§ **Work instruction**: Consider the listing below. Extract exactly the lines from the line containing "use async_trait::async_trait;" to the line containing "const DEFAULT_MAX_RETRIES: usize = 5;", both included.
━━━━━━━━━━━━━━━━
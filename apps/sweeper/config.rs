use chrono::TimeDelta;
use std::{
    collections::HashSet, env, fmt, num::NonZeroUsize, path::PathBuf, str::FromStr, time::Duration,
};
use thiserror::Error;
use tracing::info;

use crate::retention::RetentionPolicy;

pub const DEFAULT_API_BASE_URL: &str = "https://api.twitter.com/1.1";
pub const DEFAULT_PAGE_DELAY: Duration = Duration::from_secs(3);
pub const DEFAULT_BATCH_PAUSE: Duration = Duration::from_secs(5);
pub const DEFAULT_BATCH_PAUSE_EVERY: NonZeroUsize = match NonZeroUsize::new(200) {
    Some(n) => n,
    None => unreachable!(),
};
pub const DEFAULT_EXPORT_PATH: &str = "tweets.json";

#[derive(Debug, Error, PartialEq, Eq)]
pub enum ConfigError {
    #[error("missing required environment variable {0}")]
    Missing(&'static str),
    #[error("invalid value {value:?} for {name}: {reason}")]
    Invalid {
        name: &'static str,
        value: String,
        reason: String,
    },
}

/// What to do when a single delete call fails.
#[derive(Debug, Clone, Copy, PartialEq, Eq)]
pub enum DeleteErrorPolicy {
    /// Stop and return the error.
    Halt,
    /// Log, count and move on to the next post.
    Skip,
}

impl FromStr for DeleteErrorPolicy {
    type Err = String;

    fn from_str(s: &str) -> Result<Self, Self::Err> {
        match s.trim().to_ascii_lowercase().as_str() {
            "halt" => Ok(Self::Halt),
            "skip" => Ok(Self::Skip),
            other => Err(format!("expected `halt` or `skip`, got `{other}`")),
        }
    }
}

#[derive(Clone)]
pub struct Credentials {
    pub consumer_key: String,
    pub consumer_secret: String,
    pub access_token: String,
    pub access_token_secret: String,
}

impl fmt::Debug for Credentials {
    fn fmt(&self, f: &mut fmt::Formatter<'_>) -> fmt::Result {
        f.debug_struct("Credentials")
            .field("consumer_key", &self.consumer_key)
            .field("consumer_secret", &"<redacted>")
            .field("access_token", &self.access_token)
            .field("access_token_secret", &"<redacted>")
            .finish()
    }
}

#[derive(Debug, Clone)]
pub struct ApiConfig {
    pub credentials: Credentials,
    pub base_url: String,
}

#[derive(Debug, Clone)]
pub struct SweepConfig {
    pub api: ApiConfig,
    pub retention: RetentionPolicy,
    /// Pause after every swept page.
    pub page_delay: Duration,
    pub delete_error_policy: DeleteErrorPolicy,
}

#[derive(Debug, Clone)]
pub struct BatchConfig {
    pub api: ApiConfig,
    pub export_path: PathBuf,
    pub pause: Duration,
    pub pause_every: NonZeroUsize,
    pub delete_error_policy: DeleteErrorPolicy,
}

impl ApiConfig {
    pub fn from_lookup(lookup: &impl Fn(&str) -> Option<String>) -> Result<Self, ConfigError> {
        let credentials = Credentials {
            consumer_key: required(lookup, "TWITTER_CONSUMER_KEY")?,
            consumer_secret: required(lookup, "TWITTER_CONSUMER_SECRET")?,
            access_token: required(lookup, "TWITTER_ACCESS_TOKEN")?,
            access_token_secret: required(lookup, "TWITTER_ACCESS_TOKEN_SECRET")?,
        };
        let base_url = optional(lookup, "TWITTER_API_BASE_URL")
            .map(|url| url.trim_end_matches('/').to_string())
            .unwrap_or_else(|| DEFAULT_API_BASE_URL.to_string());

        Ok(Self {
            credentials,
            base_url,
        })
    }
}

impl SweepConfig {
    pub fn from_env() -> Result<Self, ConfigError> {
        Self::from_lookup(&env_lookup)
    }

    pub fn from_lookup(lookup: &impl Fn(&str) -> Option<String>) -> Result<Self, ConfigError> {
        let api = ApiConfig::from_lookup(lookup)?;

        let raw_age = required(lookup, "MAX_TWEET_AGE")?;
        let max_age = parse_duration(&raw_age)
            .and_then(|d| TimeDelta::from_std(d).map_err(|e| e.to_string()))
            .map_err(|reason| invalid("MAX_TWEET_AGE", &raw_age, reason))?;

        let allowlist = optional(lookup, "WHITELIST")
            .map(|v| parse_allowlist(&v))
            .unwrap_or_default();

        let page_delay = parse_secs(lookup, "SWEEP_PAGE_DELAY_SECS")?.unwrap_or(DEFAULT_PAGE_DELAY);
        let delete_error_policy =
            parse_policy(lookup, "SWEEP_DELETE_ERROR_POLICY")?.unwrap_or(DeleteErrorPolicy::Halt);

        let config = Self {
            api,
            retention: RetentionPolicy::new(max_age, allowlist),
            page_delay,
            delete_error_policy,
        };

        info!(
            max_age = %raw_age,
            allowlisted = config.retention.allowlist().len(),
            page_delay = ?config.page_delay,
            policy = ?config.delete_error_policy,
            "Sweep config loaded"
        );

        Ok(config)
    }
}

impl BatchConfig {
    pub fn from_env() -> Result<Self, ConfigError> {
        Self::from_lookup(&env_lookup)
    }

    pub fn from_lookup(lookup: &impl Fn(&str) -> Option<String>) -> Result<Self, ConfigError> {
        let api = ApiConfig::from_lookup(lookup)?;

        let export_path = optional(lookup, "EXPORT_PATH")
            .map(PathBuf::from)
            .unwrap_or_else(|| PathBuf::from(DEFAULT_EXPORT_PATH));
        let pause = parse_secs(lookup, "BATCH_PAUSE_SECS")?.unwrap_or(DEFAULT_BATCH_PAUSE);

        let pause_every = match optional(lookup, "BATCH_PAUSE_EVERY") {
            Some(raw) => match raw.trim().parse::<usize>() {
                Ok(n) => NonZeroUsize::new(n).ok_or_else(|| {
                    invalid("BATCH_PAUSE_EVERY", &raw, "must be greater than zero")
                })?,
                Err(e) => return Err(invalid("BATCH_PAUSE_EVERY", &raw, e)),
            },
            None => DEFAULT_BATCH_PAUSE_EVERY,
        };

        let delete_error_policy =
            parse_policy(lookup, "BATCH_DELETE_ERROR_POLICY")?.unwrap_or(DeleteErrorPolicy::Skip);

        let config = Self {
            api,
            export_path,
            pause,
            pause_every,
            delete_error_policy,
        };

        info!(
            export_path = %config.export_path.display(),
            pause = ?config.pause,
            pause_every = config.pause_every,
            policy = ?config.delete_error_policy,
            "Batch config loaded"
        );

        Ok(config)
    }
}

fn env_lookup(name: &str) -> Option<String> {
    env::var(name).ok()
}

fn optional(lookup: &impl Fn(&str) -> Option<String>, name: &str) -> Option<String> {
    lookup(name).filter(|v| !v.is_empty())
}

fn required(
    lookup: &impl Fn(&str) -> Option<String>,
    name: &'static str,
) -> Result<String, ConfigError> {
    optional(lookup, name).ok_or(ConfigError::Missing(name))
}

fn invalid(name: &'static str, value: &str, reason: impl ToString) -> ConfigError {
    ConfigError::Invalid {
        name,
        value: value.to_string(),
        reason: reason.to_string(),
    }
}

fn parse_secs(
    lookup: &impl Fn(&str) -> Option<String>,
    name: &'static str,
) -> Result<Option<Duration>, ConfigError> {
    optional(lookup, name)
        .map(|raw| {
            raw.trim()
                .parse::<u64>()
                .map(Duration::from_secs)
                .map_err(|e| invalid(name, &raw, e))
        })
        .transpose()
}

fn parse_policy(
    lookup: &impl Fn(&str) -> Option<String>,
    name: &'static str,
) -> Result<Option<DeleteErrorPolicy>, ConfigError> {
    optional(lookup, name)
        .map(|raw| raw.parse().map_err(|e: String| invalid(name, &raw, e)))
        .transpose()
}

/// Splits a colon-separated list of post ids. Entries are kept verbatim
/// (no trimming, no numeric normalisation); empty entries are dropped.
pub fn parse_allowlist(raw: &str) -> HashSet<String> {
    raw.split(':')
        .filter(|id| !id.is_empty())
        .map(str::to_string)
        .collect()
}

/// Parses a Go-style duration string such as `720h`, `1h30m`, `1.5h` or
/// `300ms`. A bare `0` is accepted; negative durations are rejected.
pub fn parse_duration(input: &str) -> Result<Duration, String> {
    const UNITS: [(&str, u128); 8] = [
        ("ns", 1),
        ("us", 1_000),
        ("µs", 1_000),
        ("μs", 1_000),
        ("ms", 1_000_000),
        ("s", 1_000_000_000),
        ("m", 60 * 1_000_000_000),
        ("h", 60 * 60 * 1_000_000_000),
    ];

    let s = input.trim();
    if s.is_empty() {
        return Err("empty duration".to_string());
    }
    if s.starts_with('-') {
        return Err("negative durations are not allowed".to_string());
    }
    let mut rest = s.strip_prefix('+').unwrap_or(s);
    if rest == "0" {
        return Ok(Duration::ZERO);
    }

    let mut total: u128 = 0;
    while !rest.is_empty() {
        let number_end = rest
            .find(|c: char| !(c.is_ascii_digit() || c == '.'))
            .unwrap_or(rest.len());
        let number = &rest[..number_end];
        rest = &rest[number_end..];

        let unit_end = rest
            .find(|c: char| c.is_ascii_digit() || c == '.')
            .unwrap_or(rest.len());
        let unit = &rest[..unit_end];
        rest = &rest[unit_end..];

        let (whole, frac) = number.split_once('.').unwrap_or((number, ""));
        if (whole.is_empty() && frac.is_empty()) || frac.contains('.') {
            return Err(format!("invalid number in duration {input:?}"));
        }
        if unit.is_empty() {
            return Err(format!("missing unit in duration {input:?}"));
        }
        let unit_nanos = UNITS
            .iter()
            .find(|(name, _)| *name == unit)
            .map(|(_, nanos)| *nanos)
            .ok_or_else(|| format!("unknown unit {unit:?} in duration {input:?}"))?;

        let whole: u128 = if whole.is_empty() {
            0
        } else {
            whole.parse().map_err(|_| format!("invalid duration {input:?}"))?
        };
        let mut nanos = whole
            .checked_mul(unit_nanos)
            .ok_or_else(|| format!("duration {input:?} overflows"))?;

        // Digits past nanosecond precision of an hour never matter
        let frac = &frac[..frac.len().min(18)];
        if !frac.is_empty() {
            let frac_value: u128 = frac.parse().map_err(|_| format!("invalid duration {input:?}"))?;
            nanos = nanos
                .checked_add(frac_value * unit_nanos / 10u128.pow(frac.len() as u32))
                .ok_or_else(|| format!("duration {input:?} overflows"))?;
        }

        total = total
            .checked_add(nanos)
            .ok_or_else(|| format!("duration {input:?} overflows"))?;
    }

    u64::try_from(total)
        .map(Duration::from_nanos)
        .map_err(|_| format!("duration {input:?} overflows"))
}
━━━━━━━━━━━━━━━━
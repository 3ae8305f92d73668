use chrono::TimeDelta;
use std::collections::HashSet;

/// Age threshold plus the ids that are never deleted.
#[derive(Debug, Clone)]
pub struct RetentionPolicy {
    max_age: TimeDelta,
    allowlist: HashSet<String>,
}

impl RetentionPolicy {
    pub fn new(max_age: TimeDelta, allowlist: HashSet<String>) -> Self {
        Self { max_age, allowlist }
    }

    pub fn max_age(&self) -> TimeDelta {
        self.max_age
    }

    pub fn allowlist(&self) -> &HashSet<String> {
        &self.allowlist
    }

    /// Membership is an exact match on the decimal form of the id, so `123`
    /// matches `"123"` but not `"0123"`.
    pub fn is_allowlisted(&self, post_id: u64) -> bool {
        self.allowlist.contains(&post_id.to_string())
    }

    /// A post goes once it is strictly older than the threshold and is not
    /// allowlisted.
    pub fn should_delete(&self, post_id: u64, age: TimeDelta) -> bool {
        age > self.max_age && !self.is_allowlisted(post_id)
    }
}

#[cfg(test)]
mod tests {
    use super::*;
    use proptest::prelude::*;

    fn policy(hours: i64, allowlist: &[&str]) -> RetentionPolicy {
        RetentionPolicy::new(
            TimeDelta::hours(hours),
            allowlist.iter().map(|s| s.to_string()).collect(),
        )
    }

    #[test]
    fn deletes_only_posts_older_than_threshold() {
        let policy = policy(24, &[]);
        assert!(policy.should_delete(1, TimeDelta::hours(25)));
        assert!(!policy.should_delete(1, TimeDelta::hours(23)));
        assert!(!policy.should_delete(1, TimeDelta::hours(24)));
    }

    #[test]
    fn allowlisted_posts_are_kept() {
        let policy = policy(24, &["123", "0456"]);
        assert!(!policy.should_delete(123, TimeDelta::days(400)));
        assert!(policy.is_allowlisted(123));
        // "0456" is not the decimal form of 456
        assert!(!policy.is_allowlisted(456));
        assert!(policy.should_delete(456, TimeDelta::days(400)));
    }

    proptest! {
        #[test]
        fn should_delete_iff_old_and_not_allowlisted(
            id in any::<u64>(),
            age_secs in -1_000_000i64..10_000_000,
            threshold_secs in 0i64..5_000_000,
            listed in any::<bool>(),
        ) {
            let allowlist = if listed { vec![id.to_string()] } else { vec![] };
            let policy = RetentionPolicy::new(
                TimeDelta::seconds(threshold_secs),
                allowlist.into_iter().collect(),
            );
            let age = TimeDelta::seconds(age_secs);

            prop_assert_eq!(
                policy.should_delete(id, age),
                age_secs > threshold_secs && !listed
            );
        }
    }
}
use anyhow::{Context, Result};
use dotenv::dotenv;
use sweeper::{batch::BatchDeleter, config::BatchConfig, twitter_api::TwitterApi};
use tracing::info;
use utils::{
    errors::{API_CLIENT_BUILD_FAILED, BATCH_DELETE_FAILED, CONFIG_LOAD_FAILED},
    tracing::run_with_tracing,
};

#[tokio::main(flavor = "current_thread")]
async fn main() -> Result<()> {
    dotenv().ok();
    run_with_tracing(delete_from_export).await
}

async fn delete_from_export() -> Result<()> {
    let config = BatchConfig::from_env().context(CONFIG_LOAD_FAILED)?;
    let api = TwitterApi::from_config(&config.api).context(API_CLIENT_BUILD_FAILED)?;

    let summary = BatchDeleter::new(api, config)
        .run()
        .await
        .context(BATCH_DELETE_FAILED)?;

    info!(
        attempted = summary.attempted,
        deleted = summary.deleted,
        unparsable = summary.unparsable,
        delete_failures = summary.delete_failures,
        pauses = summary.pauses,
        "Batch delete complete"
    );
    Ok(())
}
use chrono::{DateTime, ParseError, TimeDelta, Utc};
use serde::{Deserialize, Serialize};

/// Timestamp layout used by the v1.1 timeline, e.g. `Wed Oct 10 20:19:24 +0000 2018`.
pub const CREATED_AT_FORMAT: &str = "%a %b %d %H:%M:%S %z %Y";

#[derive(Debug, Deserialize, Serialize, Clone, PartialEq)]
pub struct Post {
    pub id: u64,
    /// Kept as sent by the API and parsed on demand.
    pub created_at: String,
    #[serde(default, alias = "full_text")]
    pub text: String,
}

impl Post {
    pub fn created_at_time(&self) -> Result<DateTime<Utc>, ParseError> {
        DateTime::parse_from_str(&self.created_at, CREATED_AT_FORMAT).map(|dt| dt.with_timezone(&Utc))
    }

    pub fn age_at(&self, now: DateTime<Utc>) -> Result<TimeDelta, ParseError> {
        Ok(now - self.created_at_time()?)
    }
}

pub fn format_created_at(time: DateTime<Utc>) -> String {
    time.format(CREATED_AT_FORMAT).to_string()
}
━━━━━━━━━━━━━━━━
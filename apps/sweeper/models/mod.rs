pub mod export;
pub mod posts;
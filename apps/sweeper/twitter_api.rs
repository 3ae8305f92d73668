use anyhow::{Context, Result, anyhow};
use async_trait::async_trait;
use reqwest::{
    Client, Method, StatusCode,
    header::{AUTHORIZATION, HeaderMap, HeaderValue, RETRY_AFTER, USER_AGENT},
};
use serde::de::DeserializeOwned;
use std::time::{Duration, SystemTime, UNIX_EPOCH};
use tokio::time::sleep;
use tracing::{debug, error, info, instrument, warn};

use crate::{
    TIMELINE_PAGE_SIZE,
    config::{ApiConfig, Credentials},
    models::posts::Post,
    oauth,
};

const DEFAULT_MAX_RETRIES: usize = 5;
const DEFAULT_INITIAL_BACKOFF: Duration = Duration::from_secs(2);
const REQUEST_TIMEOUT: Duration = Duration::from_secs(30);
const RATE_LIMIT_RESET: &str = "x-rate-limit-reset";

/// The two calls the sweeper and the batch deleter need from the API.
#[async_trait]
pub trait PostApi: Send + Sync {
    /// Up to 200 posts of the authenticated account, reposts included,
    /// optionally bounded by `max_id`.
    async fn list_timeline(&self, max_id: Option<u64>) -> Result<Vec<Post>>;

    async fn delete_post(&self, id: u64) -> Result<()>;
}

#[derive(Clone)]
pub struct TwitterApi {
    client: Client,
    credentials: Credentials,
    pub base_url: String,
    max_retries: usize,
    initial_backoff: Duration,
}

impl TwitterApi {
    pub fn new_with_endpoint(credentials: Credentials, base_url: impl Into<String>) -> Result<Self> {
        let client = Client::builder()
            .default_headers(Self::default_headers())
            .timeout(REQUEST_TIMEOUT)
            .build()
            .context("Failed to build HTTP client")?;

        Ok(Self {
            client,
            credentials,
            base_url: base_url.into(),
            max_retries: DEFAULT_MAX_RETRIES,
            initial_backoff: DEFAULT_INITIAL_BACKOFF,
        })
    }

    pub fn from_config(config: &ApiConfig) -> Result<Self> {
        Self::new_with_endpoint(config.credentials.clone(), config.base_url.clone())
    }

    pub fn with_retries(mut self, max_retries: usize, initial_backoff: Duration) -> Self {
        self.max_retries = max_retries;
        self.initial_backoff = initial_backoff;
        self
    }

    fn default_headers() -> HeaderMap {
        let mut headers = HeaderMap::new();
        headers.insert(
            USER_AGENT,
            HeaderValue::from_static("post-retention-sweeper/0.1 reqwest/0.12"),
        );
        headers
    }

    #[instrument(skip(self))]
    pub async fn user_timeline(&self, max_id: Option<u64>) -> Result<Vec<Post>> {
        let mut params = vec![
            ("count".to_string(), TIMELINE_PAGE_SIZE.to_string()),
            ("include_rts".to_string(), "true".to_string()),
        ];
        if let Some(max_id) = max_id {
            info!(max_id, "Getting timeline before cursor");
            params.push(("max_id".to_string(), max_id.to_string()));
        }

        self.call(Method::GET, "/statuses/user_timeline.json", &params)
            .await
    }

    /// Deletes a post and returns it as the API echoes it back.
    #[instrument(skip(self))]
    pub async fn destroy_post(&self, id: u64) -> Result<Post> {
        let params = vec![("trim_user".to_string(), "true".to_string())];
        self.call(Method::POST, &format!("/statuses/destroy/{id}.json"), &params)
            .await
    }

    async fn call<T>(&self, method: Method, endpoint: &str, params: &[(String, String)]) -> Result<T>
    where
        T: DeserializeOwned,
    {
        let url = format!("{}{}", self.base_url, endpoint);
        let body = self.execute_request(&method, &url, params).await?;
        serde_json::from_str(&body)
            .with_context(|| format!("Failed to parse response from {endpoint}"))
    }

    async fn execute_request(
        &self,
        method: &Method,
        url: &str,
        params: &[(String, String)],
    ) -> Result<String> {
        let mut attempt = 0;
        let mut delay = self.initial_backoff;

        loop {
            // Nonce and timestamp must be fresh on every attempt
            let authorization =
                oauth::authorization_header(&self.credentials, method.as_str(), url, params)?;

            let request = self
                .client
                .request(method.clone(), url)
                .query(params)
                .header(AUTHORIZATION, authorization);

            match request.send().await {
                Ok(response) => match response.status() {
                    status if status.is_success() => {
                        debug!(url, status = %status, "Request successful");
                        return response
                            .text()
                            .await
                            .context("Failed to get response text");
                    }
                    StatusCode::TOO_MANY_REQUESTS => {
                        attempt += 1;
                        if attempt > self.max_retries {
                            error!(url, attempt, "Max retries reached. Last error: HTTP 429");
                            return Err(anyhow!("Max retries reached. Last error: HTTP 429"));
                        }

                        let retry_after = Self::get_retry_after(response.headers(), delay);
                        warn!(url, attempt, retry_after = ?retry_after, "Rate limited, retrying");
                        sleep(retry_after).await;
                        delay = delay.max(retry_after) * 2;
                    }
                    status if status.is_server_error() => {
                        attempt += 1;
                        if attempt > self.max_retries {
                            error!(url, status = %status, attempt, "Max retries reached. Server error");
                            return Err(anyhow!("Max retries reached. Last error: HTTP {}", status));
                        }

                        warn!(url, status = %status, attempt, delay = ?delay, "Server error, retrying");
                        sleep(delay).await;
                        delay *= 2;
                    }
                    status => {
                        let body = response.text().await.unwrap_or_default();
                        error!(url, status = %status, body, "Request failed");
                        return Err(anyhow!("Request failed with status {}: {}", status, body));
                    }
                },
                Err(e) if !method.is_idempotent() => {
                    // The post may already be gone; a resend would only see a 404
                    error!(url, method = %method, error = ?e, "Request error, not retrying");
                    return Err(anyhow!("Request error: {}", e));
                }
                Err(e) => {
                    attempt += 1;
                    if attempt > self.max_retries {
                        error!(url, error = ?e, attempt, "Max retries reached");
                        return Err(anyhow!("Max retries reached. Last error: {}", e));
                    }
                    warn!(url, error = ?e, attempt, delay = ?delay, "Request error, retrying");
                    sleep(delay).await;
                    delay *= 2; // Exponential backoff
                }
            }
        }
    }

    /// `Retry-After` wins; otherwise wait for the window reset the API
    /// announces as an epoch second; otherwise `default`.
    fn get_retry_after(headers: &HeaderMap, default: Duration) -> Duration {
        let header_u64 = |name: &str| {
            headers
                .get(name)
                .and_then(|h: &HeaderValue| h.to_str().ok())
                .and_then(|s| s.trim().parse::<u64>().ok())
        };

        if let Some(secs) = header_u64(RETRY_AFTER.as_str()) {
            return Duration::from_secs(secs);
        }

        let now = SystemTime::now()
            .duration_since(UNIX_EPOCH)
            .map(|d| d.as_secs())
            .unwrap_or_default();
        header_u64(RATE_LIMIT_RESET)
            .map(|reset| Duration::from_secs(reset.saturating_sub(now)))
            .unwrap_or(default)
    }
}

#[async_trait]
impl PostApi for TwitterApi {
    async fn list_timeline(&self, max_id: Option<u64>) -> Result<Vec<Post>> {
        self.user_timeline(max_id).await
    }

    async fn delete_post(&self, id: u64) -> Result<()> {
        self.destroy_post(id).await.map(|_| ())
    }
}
━━━━━━━━━━━━━━━━
§ **Result of the task**:
use async_trait::async_trait;
use reqwest::{
    Client, Method, StatusCode,
    header::{AUTHORIZATION, HeaderMap, HeaderValue, RETRY_AFTER, USER_AGENT},
};
use serde::de::DeserializeOwned;
use std::time::{Duration, SystemTime, UNIX_EPOCH};
use tokio::time::sleep;
use tracing::{debug, error, info, instrument, warn};

use crate::{
    TIMELINE_PAGE_SIZE,
    config::{ApiConfig, Credentials},
    models::posts::Post,
    oauth,
};

const DEFAULT_MAX_RETRIES: usize = 5;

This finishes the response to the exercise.